|Project lead:||Dr. Aaron Beattie, University of Saskatchewan Crop Development Centre|
|Funders:||Agriculture and Agri-Food Canada (AAFC): $545,532|
|Alberta Barley: $188,937|
|Western Grains Research Foundation (WGRF): $178,286|
|SaskBarley Development Commission: $113,312|
|Brewing and Malting Barley Research Institute (BMBRI): $65,000|
Both malt and feed barley are extremely important crops to Canada’s agriculture portfolio. Canadian malting barley generates billions in domestic government revenues annually in the form of product, income and corporate taxes on beer. Malt sold through export adds additional value to the Canadian economy. Canadian feed barley is also critical to the livestock and value-added industries. Demand from both these segments is expected to continue to grow in the future.
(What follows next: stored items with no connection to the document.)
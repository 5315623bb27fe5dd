//! Restarted Lanczos estimation of the largest-magnitude eigenvalues.
//!
//! The black-box alternative to [`crate::eigen::LanczosEstimator`]: instead of one
//! classical sweep, run full-reorthogonalization sweeps of depth `ncv = min(2k+1, n)`
//! and keep the `k` largest-magnitude Ritz values. Between sweeps the start vector
//! is passed through the exact-shift polynomial filter `∏(A − θ_j I)` over the
//! unwanted Ritz values θ_j, damping the start vector's components along the
//! unwanted part of the spectrum. This is the restart idea behind implicitly
//! restarted Lanczos, applied to the start vector directly.
//!
//! Non-convergence is recovered locally: when the sweep budget runs out before two
//! consecutive sweeps agree, the current Ritz values are returned as a partial,
//! non-fatal result rather than an error.

use crate::core::traits::{Indexing, InnerProduct, Operator};
use crate::eigen::{SpectrumEstimator, tridiag};
use crate::error::KurvError;
use num_traits::{Float, FromPrimitive};
use rand::rngs::StdRng;
use rand::{Rng, SeedableRng};
use std::cmp::Ordering;

/// Restarted Lanczos estimator for the `k` largest-magnitude eigenvalues.
pub struct RestartedLanczos<T> {
    /// Number of eigenvalues requested.
    pub k: usize,
    /// Elementwise agreement threshold between consecutive sweeps.
    pub tol: T,
    /// Sweep budget before accepting the partial result.
    pub max_restarts: usize,
    /// Seed for start-vector draws; `None` seeds from entropy.
    pub seed: Option<u64>,
}

impl<T: Float> RestartedLanczos<T> {
    pub fn new(k: usize, tol: T, max_restarts: usize) -> Self {
        Self { k, tol, max_restarts, seed: None }
    }

    pub fn with_seed(mut self, seed: u64) -> Self {
        self.seed = Some(seed);
        self
    }
}

fn random_unit<V, T>(rng: &mut StdRng, dim: usize) -> V
where
    (): InnerProduct<V, Scalar = T>,
    V: AsMut<[T]> + AsRef<[T]> + From<Vec<T>>,
    T: Float + FromPrimitive + From<f64>,
{
    let ip = ();
    let mut v = V::from(
        (0..dim)
            .map(|_| T::from_f64(rng.r#gen::<f64>()).unwrap_or(T::zero()))
            .collect::<Vec<_>>(),
    );
    let nrm = ip.norm(&v);
    for vi in v.as_mut().iter_mut() {
        *vi = *vi / nrm;
    }
    v
}

/// Split Ritz values by magnitude rank: the `k` wanted values (ascending) and the
/// rest, used as filter shifts.
fn split_by_magnitude<T: Float>(mut vals: Vec<T>, k: usize) -> (Vec<T>, Vec<T>) {
    vals.sort_by(|a, b| b.abs().partial_cmp(&a.abs()).unwrap_or(Ordering::Equal));
    let unwanted = vals.split_off(k.min(vals.len()));
    vals.sort_by(|a, b| a.partial_cmp(b).unwrap_or(Ordering::Equal));
    (vals, unwanted)
}

impl<M, V, T> SpectrumEstimator<M, V> for RestartedLanczos<T>
where
    M: Operator<V> + Indexing,
    (): InnerProduct<V, Scalar = T>,
    V: AsMut<[T]> + AsRef<[T]> + From<Vec<T>> + Clone,
    T: Float + FromPrimitive + From<f64>,
{
    type Scalar = T;

    fn eigenvalues(&mut self, a: &M, dim: usize) -> Result<Vec<T>, KurvError> {
        if a.nrows() != dim {
            return Err(KurvError::InvalidDimension {
                operator: a.nrows(),
                vector: dim,
            });
        }

        let k = self.k.min(dim);
        if k == 0 {
            return Ok(Vec::new());
        }
        let ncv = (2 * k + 1).min(dim);

        let ip = ();
        let mut rng = match self.seed {
            Some(s) => StdRng::seed_from_u64(s),
            None => StdRng::from_entropy(),
        };

        let mut start: V = random_unit(&mut rng, dim);
        let mut prev: Vec<T> = Vec::new();
        let mut ritz: Vec<T> = Vec::new();

        for _ in 0..self.max_restarts.max(1) {
            // One Lanczos sweep with full reorthogonalization against the basis.
            let mut basis: Vec<V> = Vec::with_capacity(ncv);
            let mut alphas = Vec::with_capacity(ncv);
            let mut betas = Vec::with_capacity(ncv.saturating_sub(1));
            let mut v = start.clone();
            let mut w = V::from(vec![T::zero(); dim]);
            let mut broke_down = false;

            for j in 0..ncv {
                basis.push(v.clone());
                a.mvp(&v, &mut w);
                let alpha = ip.dot(&w, &v);
                alphas.push(alpha);

                // Reorthogonalize against the whole stored basis; this subsumes the
                // alpha/beta deflation since v and v_prev are both in it.
                for vb in basis.iter() {
                    let h = ip.dot(vb, &w);
                    for (wi, &vbi) in w.as_mut().iter_mut().zip(vb.as_ref()) {
                        *wi = *wi - h * vbi;
                    }
                }

                let beta = ip.norm(&w);
                if beta < T::epsilon() {
                    broke_down = true;
                    break;
                }
                if j < ncv - 1 {
                    betas.push(beta);
                    for (vi, &wi) in v.as_mut().iter_mut().zip(w.as_ref()) {
                        *vi = wi / beta;
                    }
                }
            }

            let all = tridiag::eigenvalues(&alphas, &betas);
            let (wanted, unwanted) = split_by_magnitude(all, k);
            ritz = wanted;

            if broke_down {
                // Invariant subspace: the Ritz values are exact for the reachable
                // spectrum and no filtering can improve them.
                return Ok(ritz);
            }
            if prev.len() == ritz.len() {
                let agree = prev
                    .iter()
                    .zip(ritz.iter())
                    .all(|(&p, &c)| (p - c).abs() <= self.tol);
                if agree {
                    return Ok(ritz);
                }
            }
            prev = ritz.clone();

            // Exact-shift filter: damp the start vector along the unwanted Ritz
            // directions, then sweep again.
            for &theta in &unwanted {
                a.mvp(&start, &mut w);
                for (si, &wi) in start.as_mut().iter_mut().zip(w.as_ref()) {
                    *si = wi - theta * *si;
                }
                let nrm = ip.norm(&start);
                if nrm == T::zero() {
                    start = random_unit(&mut rng, dim);
                    break;
                }
                for si in start.as_mut().iter_mut() {
                    *si = *si / nrm;
                }
            }
        }

        // Budget exhausted: accept the partial result.
        Ok(ritz)
    }
}

#[cfg(test)]
mod tests {
    use super::*;

    #[test]
    fn magnitude_split_keeps_sign_and_order() {
        let (wanted, unwanted) = split_by_magnitude(vec![1.0, -8.0, 3.0, 0.5], 2);
        assert_eq!(wanted, vec![-8.0, 3.0]);
        assert_eq!(unwanted, vec![1.0, 0.5]);
    }

    #[test]
    fn zero_k_yields_empty_sample() {
        let a = faer::Mat::from_fn(3, 3, |i, j| if i == j { 1.0_f64 } else { 0.0 });
        let mut est = RestartedLanczos::new(0, 1e-8, 5);
        let eigs = SpectrumEstimator::<_, Vec<f64>>::eigenvalues(&mut est, &a, 3).unwrap();
        assert!(eigs.is_empty());
    }
}
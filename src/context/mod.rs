//! Context module: the estimate → shrink → solve pipeline.

pub mod pipeline;

pub use pipeline::{ShrunkCgContext, SpectrumStrategy};
//! API options for the shrinkage-regularized CG solver.
//!
//! This module provides the `CgOptions` struct, the loose-parameter entry point
//! for callers that carry rho and diag_shrunk as independently optional values.
//! The pairing contract (both supplied or neither) is validated here, before any
//! iteration begins.

use crate::error::KurvError;
use crate::shrinkage::ShrinkageParams;

/// Solve parameters for one shrinkage-regularized CG call.
#[derive(Debug, Clone)]
pub struct CgOptions {
    /// Iteration budget.
    pub cg_iters: usize,

    /// Absolute cutoff on the squared residual norm.
    pub residual_tol: f64,

    /// Shrinkage intensity; requires `diag_shrunk`.
    pub rho: Option<f64>,

    /// Identity-target scale; requires `rho`.
    pub diag_shrunk: Option<f64>,

    /// Fail fast on numerical degeneracy instead of propagating inf/nan.
    pub strict: bool,
}

impl Default for CgOptions {
    fn default() -> Self {
        Self {
            cg_iters: 10,
            residual_tol: 1e-10,
            rho: None,
            diag_shrunk: None,
            strict: false,
        }
    }
}

impl CgOptions {
    /// Resolve the optional pair into shrinkage parameters.
    ///
    /// Supplying one of `rho` / `diag_shrunk` without the other is a configuration
    /// error rather than a silent unshrunk solve: a partial pair always means the
    /// caller dropped a value somewhere upstream.
    pub fn shrinkage(&self) -> Result<Option<ShrinkageParams<f64>>, KurvError> {
        match (self.rho, self.diag_shrunk) {
            (Some(rho), Some(diag_shrunk)) => Ok(Some(ShrinkageParams { rho, diag_shrunk })),
            (None, None) => Ok(None),
            (Some(_), None) => Err(KurvError::Configuration("rho supplied without diag_shrunk")),
            (None, Some(_)) => Err(KurvError::Configuration("diag_shrunk supplied without rho")),
        }
    }
}

#[cfg(test)]
mod tests {
    use super::*;

    #[test]
    fn pairing_contract() {
        assert!(CgOptions::default().shrinkage().unwrap().is_none());

        let both = CgOptions { rho: Some(0.3), diag_shrunk: Some(1.5), ..Default::default() };
        let params = both.shrinkage().unwrap().unwrap();
        assert_eq!(params.rho, 0.3);
        assert_eq!(params.diag_shrunk, 1.5);

        let half = CgOptions { rho: Some(0.3), ..Default::default() };
        assert!(matches!(half.shrinkage(), Err(KurvError::Configuration(_))));

        let other_half = CgOptions { diag_shrunk: Some(1.5), ..Default::default() };
        assert!(matches!(other_half.shrinkage(), Err(KurvError::Configuration(_))));
    }
}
To prepare for and nurture this growth, it is critical that we continue to develop barley varieties with improved traits.
The University of Saskatchewan’s Crop Development Centre has an established record of breeding and releasing two-row barley varieties within Canada that have a large impact on producers and end users. This project will focus on making improvements to current two-row barley varieties to support current markets, while expanding breeding efforts into new classes, such as malting types for the craft brewing and distilling industry and coloured types for the food industry, which may provide opportunities for new barley markets to develop.
The overall goal of this work is to maintain barley as a viable crop within producers’ rotations. It also aims to provide value to maltsters and brewers through higher selectability and greater extract, and to the feed industry through higher protein and lower acid detergent fibre.